Londer, an environmental policy junior, enjoyed the work but had frustrations with the internship.
"It was an interesting experience because there are five other team members and they all got paid — except me and Anna," Londer said. "And we essentially did a similar job. You have to pay your dues. After two semesters of unpaid work you build that relationship. I thought it was the necessary requirement to get hired, even though it didn't seem fair to me."
PowerSave Project Manager Ellie Kim said the organization's unpaid interns really aren't doing the same work as the paid interns. They avoid a host of managerial duties that paid interns have to deal with, she said, and PowerSave is aware that for-credit interns are essentially volunteering their time.
"In terms of the workload we don't have the same expectations," she said. "The for-credit internships are just opportunities. It's not like we're looking to get free labor."
PowerSave has funding to support one 40-hour-a-week position at each campus it serves, which is usually split among four to six students.
Because demand was so high for the paid internships, PowerSave designed the program so students could earn credit working with the limited number of paid interns on sustainability projects.
Plus, Kim said, there's an application and hiring process for the paid position, so the best applicant gets the job.
For Londer, putting in the time paid off. She made the cut to be one of PowerSave's paid internships in the fall semester.
"Even if I didn't I would have probably continued working with them," she said. "I feel like they do a lot of good stuff."

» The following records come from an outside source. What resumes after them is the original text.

//! Owner-addressed notification fan-out.
//!
//! [`NotificationDispatcher::notify`] looks up every live connection of an
//! owner and pushes the message to each. Any delivery failure removes that
//! connection and delivery continues with the rest. Nothing here ever
//! propagates an error to the caller: the durable effect of a job event is
//! the job record, not the push.

use std::sync::Arc;

use futures::future::join_all;
use unplugd_core::job_events::PushMessage;
use unplugd_db::ConnectionRegistry;

use crate::gateway::ConnectionGateway;

/// Outcome counts of one `notify` call.
#[derive(Debug, Clone, Copy, Default, PartialEq, Eq)]
pub struct DispatchReport {
    /// Live connections found for the owner.
    pub attempted: usize,
    pub delivered: usize,
    /// Connections removed after a failed delivery.
    pub pruned: usize,
}

pub struct NotificationDispatcher {
    registry: Arc<dyn ConnectionRegistry>,
    gateway: Arc<dyn ConnectionGateway>,
}

impl NotificationDispatcher {
    pub fn new(registry: Arc<dyn ConnectionRegistry>, gateway: Arc<dyn ConnectionGateway>) -> Self {
        Self { registry, gateway }
    }

    /// Push `message` to every live connection of `owner_id`.
    pub async fn notify(&self, owner_id: &str, message: &PushMessage) -> DispatchReport {
        let connection_ids = match self.registry.list_by_owner(owner_id).await {
            Ok(ids) => ids,
            Err(e) => {
                tracing::error!(owner_id, error = %e, "Failed to look up connections");
                return DispatchReport::default();
            }
        };

        if connection_ids.is_empty() {
            tracing::debug!(
                owner_id,
                job_id = %message.job_id(),
                message_type = message.message_type(),
                "No live connections, notification skipped"
            );
            return DispatchReport::default();
        }

        let payload = match serde_json::to_string(message) {
            Ok(p) => p,
            Err(e) => {
                tracing::error!(owner_id, error = %e, "Failed to serialize push message");
                return DispatchReport::default();
            }
        };

        let attempts = connection_ids.iter().map(|id| {
            let payload = payload.as_str();
            async move { (id, self.gateway.post_to_connection(id, payload).await) }
        });
        let results = join_all(attempts).await;

        let mut report = DispatchReport {
            attempted: connection_ids.len(),
            ..Default::default()
        };

        for (connection_id, result) in results {
            match result {
                Ok(()) => report.delivered += 1,
                Err(e) => {
                    tracing::info!(
                        owner_id,
                        connection_id = %connection_id,
                        error = %e,
                        "Delivery failed, removing connection"
                    );
                    match self.registry.delete(connection_id).await {
                        Ok(_) => report.pruned += 1,
                        Err(e) => tracing::warn!(
                            connection_id = %connection_id,
                            error = %e,
                            "Failed to remove dead connection"
                        ),
                    }
                }
            }
        }

        tracing::debug!(
            owner_id,
            job_id = %message.job_id(),
            message_type = message.message_type(),
            attempted = report.attempted,
            delivered = report.delivered,
            pruned = report.pruned,
            "Notification dispatched"
        );
        report
    }
}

While a paycheck is nice — and necessary, for some — for HSU graduate Olivia Cruz the right internship is more valuable than the income. Cruz, a 2011 HSU political science graduate, said her current unpaid internship is far more rewarding than a prior paid one.
She was excited for her first post-college internship at a nonprofit organization (which she declined to name) in Long Beach, Calif. — at $10 an hour.
"I think that coming out of college I was really idealistic — I wanted to work for a nonprofit. I expected something different from the paid internship and I didn't get it," Cruz said. Most of the two-month internship was spent doing mundane office work — partly because her supervisor was new to the nonprofit as well. Cruz wanted to hit the streets, canvassing or tabling for the environmental group.
Plus, the expectations were more, well, job-like. She couldn't exactly say no to an assigned task when she was earning a wage.
Now, Cruz is interning for a Long Beach city councilman while she prepares for law school, and she says she can pick and choose the type of work she does. She's had the opportunity to come up with talking points and attend legislative meetings — far better than entering data into spreadsheets.
Cruz said she'd rather toil for free where she's learning something than work at Starbucks, and she can afford that choice because she's living at home.
"I was just reading an article about how we're becoming a country of interns," Cruz said. "I've already done two, so I totally believe it."